EXERCISE OBJECTIVE: Among the lines below, keep only those from the one containing "use log::info;" through the one containing "-> Result<PopularRepoResponse, ApiError>", and reproduce them exactly.

══ RECORDS SHOWN ══

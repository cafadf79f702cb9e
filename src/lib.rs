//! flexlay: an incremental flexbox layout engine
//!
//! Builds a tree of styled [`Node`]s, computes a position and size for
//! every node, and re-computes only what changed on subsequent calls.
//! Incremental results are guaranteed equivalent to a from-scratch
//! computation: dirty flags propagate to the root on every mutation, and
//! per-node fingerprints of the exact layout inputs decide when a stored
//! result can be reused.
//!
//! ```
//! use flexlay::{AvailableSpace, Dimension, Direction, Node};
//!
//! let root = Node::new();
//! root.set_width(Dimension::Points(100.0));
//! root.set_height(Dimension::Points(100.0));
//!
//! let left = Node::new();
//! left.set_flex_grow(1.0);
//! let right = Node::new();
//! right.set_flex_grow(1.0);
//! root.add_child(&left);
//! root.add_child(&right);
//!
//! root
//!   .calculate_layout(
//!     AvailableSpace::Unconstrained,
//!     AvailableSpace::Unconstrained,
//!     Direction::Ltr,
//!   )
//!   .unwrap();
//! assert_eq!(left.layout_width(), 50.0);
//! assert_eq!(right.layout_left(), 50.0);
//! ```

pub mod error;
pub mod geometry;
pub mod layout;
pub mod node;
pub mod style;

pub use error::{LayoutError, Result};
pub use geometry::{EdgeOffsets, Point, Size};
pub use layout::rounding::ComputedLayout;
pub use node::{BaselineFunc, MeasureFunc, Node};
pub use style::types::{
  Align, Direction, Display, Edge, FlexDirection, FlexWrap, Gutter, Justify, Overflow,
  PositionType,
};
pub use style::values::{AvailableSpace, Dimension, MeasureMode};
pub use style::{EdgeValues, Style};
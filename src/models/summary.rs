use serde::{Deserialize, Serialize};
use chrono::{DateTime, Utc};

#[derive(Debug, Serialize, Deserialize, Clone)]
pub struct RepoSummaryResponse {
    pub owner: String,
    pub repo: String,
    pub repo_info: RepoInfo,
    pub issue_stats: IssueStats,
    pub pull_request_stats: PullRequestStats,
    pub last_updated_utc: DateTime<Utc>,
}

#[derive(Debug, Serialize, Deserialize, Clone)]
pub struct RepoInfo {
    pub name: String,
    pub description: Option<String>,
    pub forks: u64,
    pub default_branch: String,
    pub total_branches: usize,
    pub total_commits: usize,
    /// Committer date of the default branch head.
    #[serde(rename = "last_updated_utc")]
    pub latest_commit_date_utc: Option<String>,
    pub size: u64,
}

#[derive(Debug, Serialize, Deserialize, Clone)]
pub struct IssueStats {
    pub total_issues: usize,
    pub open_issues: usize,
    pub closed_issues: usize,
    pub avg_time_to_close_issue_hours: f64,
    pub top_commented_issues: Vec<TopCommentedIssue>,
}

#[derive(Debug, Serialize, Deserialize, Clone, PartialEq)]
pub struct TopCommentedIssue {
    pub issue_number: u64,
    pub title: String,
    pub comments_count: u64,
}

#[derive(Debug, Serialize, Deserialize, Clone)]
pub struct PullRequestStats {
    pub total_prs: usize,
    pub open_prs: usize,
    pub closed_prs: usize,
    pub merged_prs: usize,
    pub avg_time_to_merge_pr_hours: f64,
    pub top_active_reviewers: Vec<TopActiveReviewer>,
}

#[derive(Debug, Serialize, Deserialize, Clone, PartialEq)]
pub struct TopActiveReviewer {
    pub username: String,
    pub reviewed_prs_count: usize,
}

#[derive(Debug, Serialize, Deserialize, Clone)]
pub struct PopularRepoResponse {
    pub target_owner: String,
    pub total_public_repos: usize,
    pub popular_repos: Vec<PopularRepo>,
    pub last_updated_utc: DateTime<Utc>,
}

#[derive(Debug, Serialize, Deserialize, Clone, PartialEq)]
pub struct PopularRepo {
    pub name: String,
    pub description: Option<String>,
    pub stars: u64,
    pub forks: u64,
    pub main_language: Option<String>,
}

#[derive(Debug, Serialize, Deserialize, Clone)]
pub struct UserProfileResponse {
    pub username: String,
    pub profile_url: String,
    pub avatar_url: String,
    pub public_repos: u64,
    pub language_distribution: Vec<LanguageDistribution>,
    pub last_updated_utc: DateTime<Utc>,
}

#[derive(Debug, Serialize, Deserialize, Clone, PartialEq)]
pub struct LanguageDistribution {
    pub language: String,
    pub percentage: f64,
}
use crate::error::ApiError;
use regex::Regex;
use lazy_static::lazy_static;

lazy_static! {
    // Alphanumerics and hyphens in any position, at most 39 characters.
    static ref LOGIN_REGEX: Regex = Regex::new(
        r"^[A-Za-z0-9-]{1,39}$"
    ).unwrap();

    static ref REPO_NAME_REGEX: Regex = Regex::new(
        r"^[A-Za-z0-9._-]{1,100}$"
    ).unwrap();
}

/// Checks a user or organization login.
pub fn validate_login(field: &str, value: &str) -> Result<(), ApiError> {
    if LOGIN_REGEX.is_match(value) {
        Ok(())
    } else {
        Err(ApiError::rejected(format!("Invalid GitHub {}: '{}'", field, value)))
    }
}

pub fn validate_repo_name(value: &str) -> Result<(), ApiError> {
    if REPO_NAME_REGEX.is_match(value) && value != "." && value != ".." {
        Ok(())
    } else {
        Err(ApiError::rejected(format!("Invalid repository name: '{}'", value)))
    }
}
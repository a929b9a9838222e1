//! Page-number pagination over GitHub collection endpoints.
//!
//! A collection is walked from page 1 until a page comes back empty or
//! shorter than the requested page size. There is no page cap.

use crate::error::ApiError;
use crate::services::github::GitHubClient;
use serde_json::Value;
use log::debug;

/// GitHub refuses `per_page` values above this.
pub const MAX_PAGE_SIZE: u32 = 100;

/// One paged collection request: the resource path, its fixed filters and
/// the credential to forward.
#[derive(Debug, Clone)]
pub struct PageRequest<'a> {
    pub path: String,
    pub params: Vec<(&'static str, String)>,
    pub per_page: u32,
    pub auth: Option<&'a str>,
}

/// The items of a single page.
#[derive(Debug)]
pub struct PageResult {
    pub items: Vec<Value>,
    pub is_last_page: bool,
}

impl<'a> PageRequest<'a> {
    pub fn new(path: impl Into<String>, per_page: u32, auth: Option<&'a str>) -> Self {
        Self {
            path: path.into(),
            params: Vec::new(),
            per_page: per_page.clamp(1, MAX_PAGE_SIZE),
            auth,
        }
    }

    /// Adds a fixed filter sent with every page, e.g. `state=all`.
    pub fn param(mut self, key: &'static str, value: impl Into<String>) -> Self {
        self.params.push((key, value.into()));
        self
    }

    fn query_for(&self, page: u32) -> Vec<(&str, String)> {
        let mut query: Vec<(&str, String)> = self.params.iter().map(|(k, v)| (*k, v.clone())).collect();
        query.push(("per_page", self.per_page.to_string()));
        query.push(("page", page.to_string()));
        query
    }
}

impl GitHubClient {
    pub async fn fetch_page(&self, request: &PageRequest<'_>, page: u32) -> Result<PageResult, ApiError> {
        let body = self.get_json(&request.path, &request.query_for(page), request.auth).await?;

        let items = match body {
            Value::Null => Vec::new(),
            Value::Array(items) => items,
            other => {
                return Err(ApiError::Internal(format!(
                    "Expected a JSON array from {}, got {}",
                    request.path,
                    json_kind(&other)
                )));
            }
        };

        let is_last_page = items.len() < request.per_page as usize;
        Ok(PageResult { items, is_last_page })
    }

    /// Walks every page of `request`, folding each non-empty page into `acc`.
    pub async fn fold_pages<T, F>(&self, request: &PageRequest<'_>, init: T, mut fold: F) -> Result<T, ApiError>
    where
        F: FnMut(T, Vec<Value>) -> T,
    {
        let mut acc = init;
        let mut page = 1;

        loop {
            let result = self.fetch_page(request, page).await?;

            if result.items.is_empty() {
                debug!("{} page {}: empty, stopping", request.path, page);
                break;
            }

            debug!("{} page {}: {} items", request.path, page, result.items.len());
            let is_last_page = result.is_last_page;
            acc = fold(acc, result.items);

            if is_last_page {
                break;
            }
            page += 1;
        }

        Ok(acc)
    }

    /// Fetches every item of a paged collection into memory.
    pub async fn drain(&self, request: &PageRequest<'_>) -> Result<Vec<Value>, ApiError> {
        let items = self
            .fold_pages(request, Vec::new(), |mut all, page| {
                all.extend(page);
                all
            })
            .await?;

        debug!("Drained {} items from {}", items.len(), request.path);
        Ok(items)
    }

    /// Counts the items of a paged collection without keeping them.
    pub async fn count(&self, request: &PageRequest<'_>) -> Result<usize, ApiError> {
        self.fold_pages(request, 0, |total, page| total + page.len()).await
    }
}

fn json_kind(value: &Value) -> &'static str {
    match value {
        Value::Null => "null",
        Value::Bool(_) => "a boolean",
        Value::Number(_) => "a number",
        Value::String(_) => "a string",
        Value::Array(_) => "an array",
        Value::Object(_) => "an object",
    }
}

═══
══ RECORDS SHOWN ══

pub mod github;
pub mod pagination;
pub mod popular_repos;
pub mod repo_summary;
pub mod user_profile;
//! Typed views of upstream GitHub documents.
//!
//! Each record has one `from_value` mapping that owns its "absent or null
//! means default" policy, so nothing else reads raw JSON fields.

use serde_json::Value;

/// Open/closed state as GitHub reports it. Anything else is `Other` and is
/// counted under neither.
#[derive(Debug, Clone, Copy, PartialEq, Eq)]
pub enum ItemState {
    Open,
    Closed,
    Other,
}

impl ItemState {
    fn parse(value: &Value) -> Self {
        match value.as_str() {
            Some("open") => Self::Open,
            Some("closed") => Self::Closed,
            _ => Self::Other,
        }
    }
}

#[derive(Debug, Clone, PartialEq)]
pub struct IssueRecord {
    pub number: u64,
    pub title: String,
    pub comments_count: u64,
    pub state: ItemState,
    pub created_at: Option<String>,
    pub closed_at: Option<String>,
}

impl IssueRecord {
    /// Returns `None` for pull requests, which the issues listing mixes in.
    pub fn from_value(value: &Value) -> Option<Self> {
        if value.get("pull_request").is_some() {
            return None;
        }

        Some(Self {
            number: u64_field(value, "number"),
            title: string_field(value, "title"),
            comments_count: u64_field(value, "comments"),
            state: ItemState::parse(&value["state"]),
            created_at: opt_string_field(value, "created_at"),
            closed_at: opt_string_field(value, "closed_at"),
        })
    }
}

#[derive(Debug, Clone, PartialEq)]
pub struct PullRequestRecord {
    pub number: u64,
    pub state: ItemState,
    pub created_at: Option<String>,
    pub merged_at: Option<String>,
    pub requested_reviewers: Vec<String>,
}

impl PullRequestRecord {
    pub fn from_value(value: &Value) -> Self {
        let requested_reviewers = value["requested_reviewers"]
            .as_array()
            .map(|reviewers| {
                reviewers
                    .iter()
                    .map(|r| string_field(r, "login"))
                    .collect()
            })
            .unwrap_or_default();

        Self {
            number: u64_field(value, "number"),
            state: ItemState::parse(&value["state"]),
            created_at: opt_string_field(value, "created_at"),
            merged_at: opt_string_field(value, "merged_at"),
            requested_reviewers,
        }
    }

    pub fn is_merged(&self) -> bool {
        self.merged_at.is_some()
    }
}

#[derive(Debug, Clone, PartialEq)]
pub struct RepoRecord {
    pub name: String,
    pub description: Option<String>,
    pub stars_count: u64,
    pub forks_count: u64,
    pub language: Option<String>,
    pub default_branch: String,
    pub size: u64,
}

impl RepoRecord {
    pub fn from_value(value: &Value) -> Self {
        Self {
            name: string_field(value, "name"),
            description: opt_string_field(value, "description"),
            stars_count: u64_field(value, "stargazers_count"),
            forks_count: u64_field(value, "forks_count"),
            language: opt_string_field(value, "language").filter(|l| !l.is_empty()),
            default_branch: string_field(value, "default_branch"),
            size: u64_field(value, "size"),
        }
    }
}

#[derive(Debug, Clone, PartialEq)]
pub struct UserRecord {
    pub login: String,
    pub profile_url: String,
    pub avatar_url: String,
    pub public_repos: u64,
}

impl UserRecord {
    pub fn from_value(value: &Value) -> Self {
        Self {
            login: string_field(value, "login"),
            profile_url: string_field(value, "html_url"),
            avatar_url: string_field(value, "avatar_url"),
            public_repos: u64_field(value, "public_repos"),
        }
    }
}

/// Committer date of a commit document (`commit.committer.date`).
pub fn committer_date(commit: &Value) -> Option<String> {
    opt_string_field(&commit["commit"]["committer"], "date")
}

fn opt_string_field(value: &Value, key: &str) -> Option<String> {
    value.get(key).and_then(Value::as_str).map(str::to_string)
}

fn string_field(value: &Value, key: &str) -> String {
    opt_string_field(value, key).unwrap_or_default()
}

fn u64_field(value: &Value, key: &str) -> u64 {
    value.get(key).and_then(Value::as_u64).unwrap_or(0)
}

═══
══ RECORDS SHOWN ══

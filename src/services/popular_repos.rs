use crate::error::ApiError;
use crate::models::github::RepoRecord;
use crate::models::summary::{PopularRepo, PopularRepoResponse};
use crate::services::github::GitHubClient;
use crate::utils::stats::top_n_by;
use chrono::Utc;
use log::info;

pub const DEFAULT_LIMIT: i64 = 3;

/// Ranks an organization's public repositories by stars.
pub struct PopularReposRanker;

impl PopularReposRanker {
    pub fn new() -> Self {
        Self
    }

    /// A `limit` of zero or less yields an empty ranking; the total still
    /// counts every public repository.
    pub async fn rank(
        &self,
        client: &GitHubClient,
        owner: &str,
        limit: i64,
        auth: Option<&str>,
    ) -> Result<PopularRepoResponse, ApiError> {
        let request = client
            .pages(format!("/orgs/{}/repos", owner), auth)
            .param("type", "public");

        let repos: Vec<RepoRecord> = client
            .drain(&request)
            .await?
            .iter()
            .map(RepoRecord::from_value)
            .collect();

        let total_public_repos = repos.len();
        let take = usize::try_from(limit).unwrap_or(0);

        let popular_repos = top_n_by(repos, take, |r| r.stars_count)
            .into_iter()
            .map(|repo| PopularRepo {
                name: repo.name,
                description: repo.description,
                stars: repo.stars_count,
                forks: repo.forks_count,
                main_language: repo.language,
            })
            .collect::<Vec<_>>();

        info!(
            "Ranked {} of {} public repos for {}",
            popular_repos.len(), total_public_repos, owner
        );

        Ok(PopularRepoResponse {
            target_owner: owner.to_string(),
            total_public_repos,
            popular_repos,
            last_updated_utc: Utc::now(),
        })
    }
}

═══

EXERCISE RESULT:
use log::info;

pub const DEFAULT_LIMIT: i64 = 3;

/// Ranks an organization's public repositories by stars.
pub struct PopularReposRanker;

impl PopularReposRanker {
    pub fn new() -> Self {
        Self
    }

    /// A `limit` of zero or less yields an empty ranking; the total still
    /// counts every public repository.
    pub async fn rank(
        &self,
        client: &GitHubClient,
        owner: &str,
        limit: i64,
        auth: Option<&str>,
    ) -> Result<PopularRepoResponse, ApiError> {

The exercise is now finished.